_Exercise_. Go through the data below and copy each line where the word "labels" occurs.

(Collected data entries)
· · · · · · ·

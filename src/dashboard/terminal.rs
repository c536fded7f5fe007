//! Colored terminal rendering of a [`DashboardView`].
//!
//! Used by `mapledash usage` (one shot) and `mapledash watch` (redrawn).

use std::fmt::Write;

use chrono::{DateTime, Local, Utc};
use colored::{ColoredString, Colorize};

use super::chart::sparkline;
use super::rate_card::{FillSeverity, RateCard};
use super::view::{DashboardView, Indicator, ServiceDot};
use super::format_number;

const BAR_WIDTH: usize = 30;

/// Render the whole view as it looks at `now`.
pub fn render(view: &DashboardView, now: DateTime<Utc>) -> String {
    let mut out = String::new();

    render_service(&mut out, view);

    if let Some(banner) = view.visible_error(now) {
        let _ = writeln!(out, "  {} {}", "✗".red().bold(), banner.message.red());
        out.push('\n');
    }

    if !view.visible {
        let hint = match view.status {
            Indicator::Loading => "Loading usage data...",
            Indicator::Error => "Usage data unavailable.",
            _ => "No API token loaded. Run `mapledash token set <TOKEN>`.",
        };
        let _ = writeln!(out, "  {}", hint.yellow());
        return out;
    }

    render_user(&mut out, view);
    render_cards(&mut out, view);
    render_chart(&mut out, view);
    render_global(&mut out, view);

    let _ = writeln!(
        out,
        "  {} {}",
        status_label(view.status),
        view.last_updated
            .map(|t| format!("Last updated: {}", t.with_timezone(&Local).format("%Y-%m-%d %H:%M:%S")))
            .unwrap_or_default()
            .dimmed()
    );
    out
}

fn render_service(out: &mut String, view: &DashboardView) {
    if !view.service.visible {
        return;
    }
    let dot = match view.service.dot {
        ServiceDot::Active => "●".green(),
        ServiceDot::Error => "●".red(),
        ServiceDot::Unknown => "●".dimmed(),
    };
    let badge = if view.service.offline {
        format!("[{}]", view.service.environment).red()
    } else {
        format!("[{}]", view.service.environment).cyan()
    };
    let _ = writeln!(out, "  {} {} {}", dot, view.service.text, badge);
    out.push('\n');
}

fn render_user(out: &mut String, view: &DashboardView) {
    let Some(user) = &view.user else {
        return;
    };
    let crown = if user.admin { " 👑" } else { "" };
    let _ = writeln!(
        out,
        "{} {}{}",
        format!("👤 User: @{}", user.username).bold().cyan(),
        format!("[{}]", user.plan).magenta(),
        crown
    );
    let _ = writeln!(out, "{}", "=".repeat(50));
    if let Some(ban) = &user.ban {
        let _ = writeln!(out, "  {}", "⛔ Account Banned".red().bold());
        let _ = writeln!(out, "  {} {}", "Reason: ".bold(), ban.reason);
        let _ = writeln!(out, "  {} {}", "Expires:".bold(), ban.expires);
    }
    out.push('\n');
}

fn render_cards(out: &mut String, view: &DashboardView) {
    for card in [&view.rpm, &view.rpd].into_iter().flatten() {
        render_card(out, card);
    }
    let _ = writeln!(
        out,
        "  {} {}",
        "Total requests:".bold(),
        view.total_usage.map(format_number).unwrap_or_default()
    );
    let _ = writeln!(
        out,
        "  {} {}",
        "Total tokens:  ".bold(),
        view.total_tokens.map(format_number).unwrap_or_default()
    );
    out.push('\n');
}

fn render_card(out: &mut String, card: &RateCard) {
    let badge = if card.infinite {
        card.badge_text.green()
    } else if card.badge_limited {
        card.badge_text.red().bold()
    } else {
        card.badge_text.normal()
    };
    let label = format!("{:<4}", card.kind.label()).bold();

    match (&card.progress, card.usage_text()) {
        (Some(progress), Some(usage)) => {
            let filled = ((progress.fill_width / 100.0) * BAR_WIDTH as f64).round() as usize;
            let bar = format!(
                "{}{}",
                "█".repeat(filled.min(BAR_WIDTH)),
                "░".repeat(BAR_WIDTH - filled.min(BAR_WIDTH))
            );
            let _ = writeln!(
                out,
                "  {} {:<14} {} {}  {}",
                label,
                card.value_text,
                severity_color(progress.severity, &bar),
                usage.dimmed(),
                badge
            );
        }
        _ => {
            let _ = writeln!(out, "  {} {:<14} {}", label, card.value_text, badge);
        }
    }
}

fn severity_color(severity: FillSeverity, text: &str) -> ColoredString {
    match severity {
        FillSeverity::Critical => text.red(),
        FillSeverity::Warning => text.yellow(),
        FillSeverity::Normal => text.blue(),
    }
}

fn render_chart(out: &mut String, view: &DashboardView) {
    let Some(chart) = view.chart.current() else {
        return;
    };
    let _ = writeln!(out, "{}", "Daily API Usage".bold().cyan());
    let _ = writeln!(out, "  {}", sparkline(&chart.data).blue());
    if let (Some(first), Some(last)) = (chart.labels.first(), chart.labels.last()) {
        let _ = writeln!(out, "  {}", format!("{first} → {last}").dimmed());
    }
    if let Some(summary) = &chart.summary {
        let _ = writeln!(
            out,
            "  Total: {}  Average: {}  Max: {}  Trend: {}",
            summary.total_text().bold(),
            summary.average_text().bold(),
            summary.max.to_string().bold(),
            summary.trend.glyph()
        );
    }
    out.push('\n');
}

fn render_global(out: &mut String, view: &DashboardView) {
    let Some(stats) = &view.global_stats else {
        return;
    };
    let _ = writeln!(out, "{}", "🌍 Global Service Statistics".bold().cyan());
    let _ = writeln!(
        out,
        "  Requests: {}  Tokens: {}  Endpoints: {}",
        format_number(stats.total_requests),
        format_number(stats.total_tokens),
        stats.endpoint_count
    );
    for endpoint in &stats.endpoints {
        let _ = writeln!(out, "    {}", endpoint.dimmed());
    }
    out.push('\n');
}

fn status_label(status: Indicator) -> ColoredString {
    match status {
        Indicator::Live => status.text().green().bold(),
        Indicator::Error => status.text().red().bold(),
        Indicator::Loading => status.text().yellow(),
        Indicator::Idle => status.text().normal(),
    }
}

#[cfg(test)]
mod tests {
    use super::*;
    use crate::api::{KeyInfo, RateLimit, UsageHistory};

    fn rendered_view() -> DashboardView {
        let key = KeyInfo {
            username: "bob".to_string(),
            plan: "free".to_string(),
            admin: false,
            banned: false,
            ban_reason: None,
            ban_expires: None,
            rpm: RateLimit::Limited(60),
            rpm_used: 59,
            rpd: RateLimit::Unlimited,
            rpd_used: 3,
            total_usage: 1234,
            total_tokens_used: 5678,
        };
        let history = UsageHistory {
            labels: vec!["2024-02-01".to_string(), "2024-02-02".to_string()],
            data: vec![2.0, 8.0],
        };
        let mut view = DashboardView::default();
        view.render_key_usage(&key, &history, Utc::now());
        view.show_dashboard();
        view.status = Indicator::Live;
        view
    }

    #[test]
    fn hidden_dashboard_shows_hint() {
        colored::control::set_override(false);
        let text = render(&DashboardView::default(), Utc::now());
        assert!(text.contains("No API token loaded"));
    }

    #[test]
    fn visible_dashboard_lists_cards_and_summary() {
        colored::control::set_override(false);
        let text = render(&rendered_view(), Utc::now());
        assert!(text.contains("@bob"));
        assert!(text.contains("59 / 60"));
        assert!(text.contains("98.3% used"));
        assert!(text.contains("∞"));
        assert!(text.contains("1,234"));
        assert!(text.contains("Feb 1 → Feb 2"));
        assert!(text.contains("Trend: 📈"));
        assert!(text.contains("Live"));
        assert_eq!(text.matches("Total: ").count(), 1);
    }
}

· · · · · · ·

_Worked solution_.
    if let (Some(first), Some(last)) = (chart.labels.first(), chart.labels.last()) {
            labels: vec!["2024-02-01".to_string(), "2024-02-02".to_string()],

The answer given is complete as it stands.